• Task directions:
Print out every entry that follows, exactly as written.

[[ Input for this task, beginning ]]

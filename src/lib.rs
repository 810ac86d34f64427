//! A single-writer, append-only ledger of hash-linked, proof-of-work sealed
//! blocks, with sled-backed storage and an actix-web API.

pub mod api;
pub mod blockchain;
pub mod config;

[[ Input for this task, end ]]

• Solution to the problem:
filename src/lib.rs
repository 810ac86d34f64427
//! A single-writer, append-only ledger of hash-linked, proof-of-work sealed
//! blocks, with sled-backed storage and an actix-web API.

pub mod api;
pub mod blockchain;
pub mod config;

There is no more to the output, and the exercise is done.